== Exercise input ==

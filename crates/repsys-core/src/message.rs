//! Message record: one report-system message's identity and metadata.
//!
//! A logical message is keyed by `(comp_nr, msg_nr)`; `inst_nr` tells repeated
//! firings of the same key apart. Only class and state can change after
//! construction.

use std::fmt;

use bytes::BytesMut;

use crate::error::{RepSysError, Result};
use crate::status::ApiState;
use crate::store::MessageStore;
use crate::types::{MsgClass, MsgHandle, MsgState, Timestamp};

#[derive(Debug, Clone)]
pub struct Message {
    class: MsgClass,
    comp_nr: u32,
    inst_nr: u32,
    msg_nr: u32,
    timestamp: Timestamp,
    param_count: u32,
    state: MsgState,
    protocol_var: u32,
    handle: MsgHandle,
}

impl Message {
    #[allow(clippy::too_many_arguments)]
    pub fn new(
        class: MsgClass,
        comp_nr: u32,
        inst_nr: u32,
        msg_nr: u32,
        timestamp: Timestamp,
        param_count: u32,
        state: MsgState,
        protocol_var: u32,
        handle: MsgHandle,
    ) -> Self {
        Self {
            class,
            comp_nr,
            inst_nr,
            msg_nr,
            timestamp,
            param_count,
            state,
            protocol_var,
            handle,
        }
    }

    /// Resolve `handle` through the store (one metadata call).
    pub fn from_handle<S>(store: &S, handle: MsgHandle) -> Result<Self>
    where
        S: MessageStore + ?Sized,
    {
        let meta = store
            .metadata(handle)
            .map_err(|state| RepSysError::store("metadata", state))?;

        let class = MsgClass::from_bits(meta.class_bits)
            .ok_or(RepSysError::UnknownClass(meta.class_bits))?;
        let state = MsgState::from_code(meta.state_code)
            .ok_or(RepSysError::UnknownState(meta.state_code))?;

        Ok(Self {
            class,
            comp_nr: meta.comp_nr,
            inst_nr: meta.inst_nr,
            msg_nr: meta.msg_nr,
            timestamp: meta.timestamp,
            param_count: meta.param_count,
            state,
            protocol_var: meta.protocol_var,
            handle,
        })
    }

    pub fn class(&self) -> MsgClass {
        self.class
    }
    pub fn comp_nr(&self) -> u32 {
        self.comp_nr
    }
    pub fn inst_nr(&self) -> u32 {
        self.inst_nr
    }
    pub fn msg_nr(&self) -> u32 {
        self.msg_nr
    }
    pub fn timestamp(&self) -> Timestamp {
        self.timestamp
    }
    pub fn param_count(&self) -> u32 {
        self.param_count
    }
    pub fn state(&self) -> MsgState {
        self.state
    }
    pub fn protocol_var(&self) -> u32 {
        self.protocol_var
    }
    pub fn handle(&self) -> MsgHandle {
        self.handle
    }

    /// Message key `(comp_nr, msg_nr)`.
    pub fn key(&self) -> (u32, u32) {
        (self.comp_nr, self.msg_nr)
    }

    pub fn set_class(&mut self, class: MsgClass) {
        self.class = class;
    }

    pub fn set_state(&mut self, state: MsgState) {
        self.state = state;
    }

    /// Formatted text of this message, at most `max_len - 1` bytes.
    pub fn content<S>(&self, store: &S, max_len: usize) -> Result<String>
    where
        S: MessageStore + ?Sized,
    {
        content(store, self.handle, max_len)
    }
}

// Timestamp is informational and takes no part in identity.
impl PartialEq for Message {
    fn eq(&self, other: &Self) -> bool {
        self.class == other.class
            && self.comp_nr == other.comp_nr
            && self.inst_nr == other.inst_nr
            && self.msg_nr == other.msg_nr
            && self.param_count == other.param_count
            && self.state == other.state
            && self.protocol_var == other.protocol_var
            && self.handle == other.handle
    }
}

impl Eq for Message {}

impl fmt::Display for Message {
    fn fmt(&self, f: &mut fmt::Formatter<'_>) -> fmt::Result {
        writeln!(f, "\tclass [0x{:X}]", self.class.bits())?;
        writeln!(f, "\tcompNr [{}]", self.comp_nr)?;
        writeln!(f, "\tinstNr [{}]", self.inst_nr)?;
        writeln!(f, "\tmsgNr [{}]", self.msg_nr)?;
        writeln!(f, "\tparamCount [{}]", self.param_count)?;
        writeln!(f, "\tstate [{:?}]", self.state)?;
        write!(f, "\tprotocolVar [{}]", self.protocol_var)
    }
}

/// Fetch the formatted text of `handle` into a zeroed buffer of `max_len` bytes.
///
/// The store NUL-terminates; everything from the first NUL on is dropped.
/// A chopped string is still returned, truncated.
pub fn content<S>(store: &S, handle: MsgHandle, max_len: usize) -> Result<String>
where
    S: MessageStore + ?Sized,
{
    let mut buf = BytesMut::zeroed(max_len);

    match store.format_message(handle, &mut buf) {
        Ok(()) => {}
        Err(ApiState::StringChopped) => {
            tracing::debug!(%handle, max_len, "message text chopped");
        }
        Err(state) => return Err(RepSysError::store("format_message", state)),
    }

    let end = buf.iter().position(|&b| b == 0).unwrap_or(buf.len());
    Ok(String::from_utf8_lossy(&buf[..end]).into_owned())
}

== Exercise goal ==
Would you show each line of the material above that contains the string "content"?

== Task output ==
    pub fn content<S>(&self, store: &S, max_len: usize) -> Result<String>
        content(store, self.handle, max_len)
pub fn content<S>(store: &S, handle: MsgHandle, max_len: usize) -> Result<String>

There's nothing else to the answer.